CINCINNATI -- A program created to help low-income families with housing is falling short on its goal, trapping many of them in poverty-stricken and racially-segregated neighborhoods.
That's the gist of a report released Tuesday that looks at where Ohio has allocated its Low-Income Housing Tax Credits.
"We're not where we need to be," Jeniece Jones, executive director of Housing Opportunities Made Equal, said.
According to the report from Abt Associates, nearly all family units funded with the tax breaks are located in areas where the poverty rate is 10 percent or higher.
And in Greater Cincinnati, a third of units are in neighborhoods where more than 75 percent of the population is African American and low-income -- even though only 5.6 percent of the area's census tracts match those demographics.
The federal government defines "affordable housing" as rent or mortgage payments that cost 30 percent or less of a family or individual's household income. In the Cincinnati area, there are huge waiting lists for affordable housing; thousands of families need somewhere to live, and many are left on the brink of homelessness.
Trapping these families in areas racial segregation and concentrated poverty, Jones said, leads to a "doubling down" on the effects of poverty.
"It's causing all these other community-wide ills just for the lack of affordable housing in opportunity areas," Jones said.
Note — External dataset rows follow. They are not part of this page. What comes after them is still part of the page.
//! SeaORM 存储实现
//!
//! 统一的数据库存储层，支持 SQLite、PostgreSQL 和 MySQL。

mod courses;
mod cross_check;
mod task_results;
mod tasks;
mod users;

#[cfg(test)]
pub(crate) mod fixtures;
#[cfg(test)]
mod tests;

use crate::config::AppConfig;
use crate::errors::{CourseAppError, Result};
use migration::{Migrator, MigratorTrait};
use sea_orm::{ConnectOptions, Database, DatabaseConnection};
use std::time::Duration;
use tracing::info;

/// SeaORM 存储实现
#[derive(Clone)]
pub struct SeaOrmStorage {
    pub(crate) db: DatabaseConnection,
}

impl SeaOrmStorage {
    /// 按全局配置创建存储实例
    pub async fn new_async() -> Result<Self> {
        let config = AppConfig::get();
        Self::connect(
            &config.database.url,
            config.database.pool_size,
            config.database.timeout,
        )
        .await
    }

    /// 连接数据库并运行迁移
    pub async fn connect(url: &str, pool_size: u32, timeout: u64) -> Result<Self> {
        let db_url = Self::build_database_url(url)?;

        // 根据数据库类型选择连接方式
        let db = if db_url.starts_with("sqlite:") {
            Self::connect_sqlite(&db_url, pool_size, timeout).await?
        } else {
            Self::connect_generic(&db_url, pool_size, timeout).await?
        };

        // 运行迁移
        Migrator::up(&db, None)
            .await
            .map_err(|e| CourseAppError::database_operation(format!("数据库迁移失败: {e}")))?;

        info!("SeaORM 存储初始化完成，数据库: {}", db_url);

        Ok(Self { db })
    }

    /// SQLite 专用连接（WAL + pragma 优化）
    async fn connect_sqlite(url: &str, pool_size: u32, timeout: u64) -> Result<DatabaseConnection> {
        use sea_orm::SqlxSqliteConnector;
        use sea_orm::sqlx::sqlite::{
            SqliteConnectOptions, SqliteJournalMode, SqlitePoolOptions, SqliteSynchronous,
        };
        use std::str::FromStr;

        let in_memory = url.contains(":memory:");

        let opt = SqliteConnectOptions::from_str(url)
            .map_err(|e| CourseAppError::database_config(format!("SQLite URL 解析失败: {e}")))?
            .create_if_missing(true)
            .journal_mode(SqliteJournalMode::Wal)
            .synchronous(SqliteSynchronous::Normal)
            .busy_timeout(Duration::from_secs(5))
            .pragma("cache_size", "-64000")
            .pragma("temp_store", "memory")
            .pragma("wal_autocheckpoint", "1000");

        // 内存库随最后一个连接关闭而消失，连接必须常驻
        let pool_options = if in_memory {
            SqlitePoolOptions::new()
                .max_connections(1)
                .min_connections(1)
                .idle_timeout(None)
                .max_lifetime(None)
        } else {
            SqlitePoolOptions::new()
                .max_connections(pool_size)
                .min_connections(1)
                .test_before_acquire(true)
                .idle_timeout(Duration::from_secs(300))
        };

        let pool = pool_options
            .acquire_timeout(Duration::from_secs(timeout))
            .connect_with(opt)
            .await
            .map_err(|e| CourseAppError::database_connection(format!("SQLite 连接失败: {e}")))?;

        Ok(SqlxSqliteConnector::from_sqlx_sqlite_pool(pool))
    }

    /// 通用连接（PostgreSQL、MySQL 等）
    async fn connect_generic(url: &str, pool_size: u32, timeout: u64) -> Result<DatabaseConnection> {
        let mut opt = ConnectOptions::new(url);
        opt.max_connections(pool_size)
            .min_connections(5.min(pool_size))
            .connect_timeout(Duration::from_secs(timeout))
            .acquire_timeout(Duration::from_secs(timeout))
            .idle_timeout(Duration::from_secs(600))
            .max_lifetime(Duration::from_secs(1800))
            .sqlx_logging(false)
            .sqlx_logging_level(tracing::log::LevelFilter::Debug);

        Database::connect(opt)
            .await
            .map_err(|e| CourseAppError::database_connection(format!("无法连接到数据库: {e}")))
    }

    /// 从 URL 自动推断数据库类型并构建连接 URL
    fn build_database_url(url: &str) -> Result<String> {
        if url.starts_with("sqlite:") {
            Ok(url.to_string())
        } else if url == ":memory:" {
            Ok("sqlite::memory:".to_string())
        } else if url.ends_with(".db") || url.ends_with(".sqlite") {
            Ok(format!("sqlite://{url}?mode=rwc"))
        } else if url.starts_with("postgres://")
            || url.starts_with("postgresql://")
            || url.starts_with("mysql://")
            || url.starts_with("mariadb://")
        {
            Ok(url.to_string())
        } else {
            Err(CourseAppError::database_config(format!(
                "无法从 URL 推断数据库类型: {url}. 支持: sqlite://, postgres://, mysql://, 或 .db/.sqlite 文件路径"
            )))
        }
    }
}

// Storage trait 实现
use crate::models::{
    PaginatedResponse,
    courses::{
        entities::{Course, CourseStats, Mentor, MentorBasic, Student, StudentBasic},
        requests::{CourseListQuery, CreateCourseRequest},
    },
    cross_check::{
        entities::{
            HistoricalScore, NewTaskSolutionChecker, TaskSolution, TaskSolutionChecker,
            TaskSolutionResult,
        },
        responses::AssignmentItem,
    },
    task_results::entities::{ScoreInput, TaskResult},
    tasks::{
        entities::{CourseTask, Task},
        requests::{CreateCourseTaskRequest, CreateTaskRequest},
    },
    users::{entities::User, requests::CreateUserRequest},
};
use crate::storage::Storage;
use async_trait::async_trait;

#[async_trait]
impl Storage for SeaOrmStorage {
    // 用户模块
    async fn create_user(&self, user: CreateUserRequest) -> Result<User> {
        self.create_user_impl(user).await
    }

    async fn get_user_by_id(&self, id: i64) -> Result<Option<User>> {
        self.get_user_by_id_impl(id).await
    }

    async fn get_user_by_github_id(&self, github_id: &str) -> Result<Option<User>> {
        self.get_user_by_github_id_impl(github_id).await
    }

    async fn get_user_by_login(&self, identifier: &str) -> Result<Option<User>> {
        self.get_user_by_login_impl(identifier).await
    }

    async fn update_last_login(&self, id: i64) -> Result<bool> {
        self.update_last_login_impl(id).await
    }

    async fn count_users(&self) -> Result<u64> {
        self.count_users_impl().await
    }

    // 课程模块
    async fn create_course(&self, course: CreateCourseRequest) -> Result<Course> {
        self.create_course_impl(course).await
    }

    async fn get_course_by_id(&self, course_id: i64) -> Result<Option<Course>> {
        self.get_course_by_id_impl(course_id).await
    }

    async fn get_course_by_alias(&self, alias: &str) -> Result<Option<Course>> {
        self.get_course_by_alias_impl(alias).await
    }

    async fn list_courses_with_pagination(
        &self,
        query: CourseListQuery,
    ) -> Result<PaginatedResponse<Course>> {
        self.list_courses_with_pagination_impl(query).await
    }

    async fn get_course_stats(&self, course_id: i64) -> Result<CourseStats> {
        self.get_course_stats_impl(course_id).await
    }

    async fn enroll_student(
        &self,
        course_id: i64,
        user_id: i64,
        mentor_id: Option<i64>,
    ) -> Result<Student> {
        self.enroll_student_impl(course_id, user_id, mentor_id)
            .await
    }

    async fn get_student_by_id(&self, student_id: i64) -> Result<Option<Student>> {
        self.get_student_by_id_impl(student_id).await
    }

    async fn get_student_by_github_id(
        &self,
        course_id: i64,
        github_id: &str,
    ) -> Result<Option<Student>> {
        self.get_student_by_github_id_impl(course_id, github_id)
            .await
    }

    async fn get_student_by_user_id(
        &self,
        course_id: i64,
        user_id: i64,
    ) -> Result<Option<Student>> {
        self.get_student_by_user_id_impl(course_id, user_id).await
    }

    async fn list_course_students(&self, course_id: i64) -> Result<Vec<StudentBasic>> {
        self.list_course_students_impl(course_id).await
    }

    async fn update_student_status(
        &self,
        student_id: i64,
        is_expelled: bool,
    ) -> Result<Option<Student>> {
        self.update_student_status_impl(student_id, is_expelled)
            .await
    }

    async fn add_mentor(&self, course_id: i64, user_id: i64, max_students: i32) -> Result<Mentor> {
        self.add_mentor_impl(course_id, user_id, max_students).await
    }

    async fn get_mentor_by_github_id(
        &self,
        course_id: i64,
        github_id: &str,
    ) -> Result<Option<Mentor>> {
        self.get_mentor_by_github_id_impl(course_id, github_id)
            .await
    }

    async fn list_course_mentors(&self, course_id: i64) -> Result<Vec<MentorBasic>> {
        self.list_course_mentors_impl(course_id).await
    }

    // 任务模块
    async fn create_task(&self, task: CreateTaskRequest) -> Result<Task> {
        self.create_task_impl(task).await
    }

    async fn get_task_by_id(&self, task_id: i64) -> Result<Option<Task>> {
        self.get_task_by_id_impl(task_id).await
    }

    async fn create_course_task(
        &self,
        course_id: i64,
        req: CreateCourseTaskRequest,
    ) -> Result<CourseTask> {
        self.create_course_task_impl(course_id, req).await
    }

    async fn get_course_task(&self, course_task_id: i64) -> Result<Option<CourseTask>> {
        self.get_course_task_impl(course_task_id).await
    }

    async fn list_course_tasks(&self, course_id: i64) -> Result<Vec<CourseTask>> {
        self.list_course_tasks_impl(course_id).await
    }

    // 互评模块
    async fn get_task_solution(
        &self,
        student_id: i64,
        course_task_id: i64,
    ) -> Result<Option<TaskSolution>> {
        self.get_task_solution_impl(student_id, course_task_id)
            .await
    }

    async fn save_task_solution(
        &self,
        student_id: i64,
        course_task_id: i64,
        url: &str,
    ) -> Result<TaskSolution> {
        self.save_task_solution_impl(student_id, course_task_id, url)
            .await
    }

    async fn get_task_solutions_without_checker(
        &self,
        course_task_id: i64,
    ) -> Result<Vec<TaskSolution>> {
        self.get_task_solutions_without_checker_impl(course_task_id)
            .await
    }

    async fn create_task_solution_checkers(
        &self,
        checkers: Vec<NewTaskSolutionChecker>,
    ) -> Result<Vec<TaskSolutionChecker>> {
        self.create_task_solution_checkers_impl(checkers).await
    }

    async fn get_task_solution_checker(
        &self,
        student_id: i64,
        checker_id: i64,
        course_task_id: i64,
    ) -> Result<Option<TaskSolutionChecker>> {
        self.get_task_solution_checker_impl(student_id, checker_id, course_task_id)
            .await
    }

    async fn get_task_solution_assignments(
        &self,
        checker_id: i64,
        course_task_id: i64,
    ) -> Result<Vec<AssignmentItem>> {
        self.get_task_solution_assignments_impl(checker_id, course_task_id)
            .await
    }

    async fn get_task_solution_result(
        &self,
        student_id: i64,
        checker_id: i64,
        course_task_id: i64,
    ) -> Result<Option<TaskSolutionResult>> {
        self.get_task_solution_result_impl(student_id, checker_id, course_task_id)
            .await
    }

    async fn save_task_solution_result(
        &self,
        student_id: i64,
        checker_id: i64,
        course_task_id: i64,
        entry: HistoricalScore,
    ) -> Result<TaskSolutionResult> {
        self.save_task_solution_result_impl(student_id, checker_id, course_task_id, entry)
            .await
    }

    async fn list_task_solution_results_for_student(
        &self,
        student_id: i64,
        course_task_id: i64,
    ) -> Result<Vec<TaskSolutionResult>> {
        self.list_task_solution_results_for_student_impl(student_id, course_task_id)
            .await
    }

    async fn list_task_solution_results(
        &self,
        course_task_id: i64,
    ) -> Result<Vec<TaskSolutionResult>> {
        self.list_task_solution_results_impl(course_task_id).await
    }

    // 成绩总表模块
    async fn get_task_result(
        &self,
        student_id: i64,
        course_task_id: i64,
    ) -> Result<Option<TaskResult>> {
        self.get_task_result_impl(student_id, course_task_id).await
    }

    async fn save_score(
        &self,
        student_id: i64,
        course_task_id: i64,
        input: ScoreInput,
    ) -> Result<TaskResult> {
        self.save_score_impl(student_id, course_task_id, input).await
    }

    async fn save_scores(
        &self,
        course_task_id: i64,
        scores: Vec<(i64, ScoreInput)>,
    ) -> Result<usize> {
        self.save_scores_impl(course_task_id, scores).await
    }
}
"Opportunity areas" are the kinds of places where anyone might want to raise a family: They're places with access to jobs, reliable public transit and good schools, places where kids can go outside and play.
And those neighborhoods are also places where people can begin to climb out of poverty.
"This program was designed to do that, and the Abt report kind of put a fine point and looked at the last 10 years of allocations, and said, 'This isn't it,'" Jones said.
Most neighborhoods fight the development of subsidized, affordable housing, in part because they associate subsidized housing with blight and crime, local housing advocates said.
"It's so disheartening and discouraging," said Mary Burke Rivers, executive director of Over-the-Rhine Community Housing, told WCPO last September. "I think a lot of people have negative images in their mind and stereotypes of people who live there."
INTERACTIVE: Where people can't afford housing in Tri-State
Jones also said it's important to continue investing in low-income neighborhoods so that they eventually become "opportunity areas." The approach should just be more balanced, she said.
And with fewer tax credits going toward family units -- with, say, two, three or four bedrooms -- she says the way Ohio allocates its tax credits should be geared toward giving families more of a choice about where they live.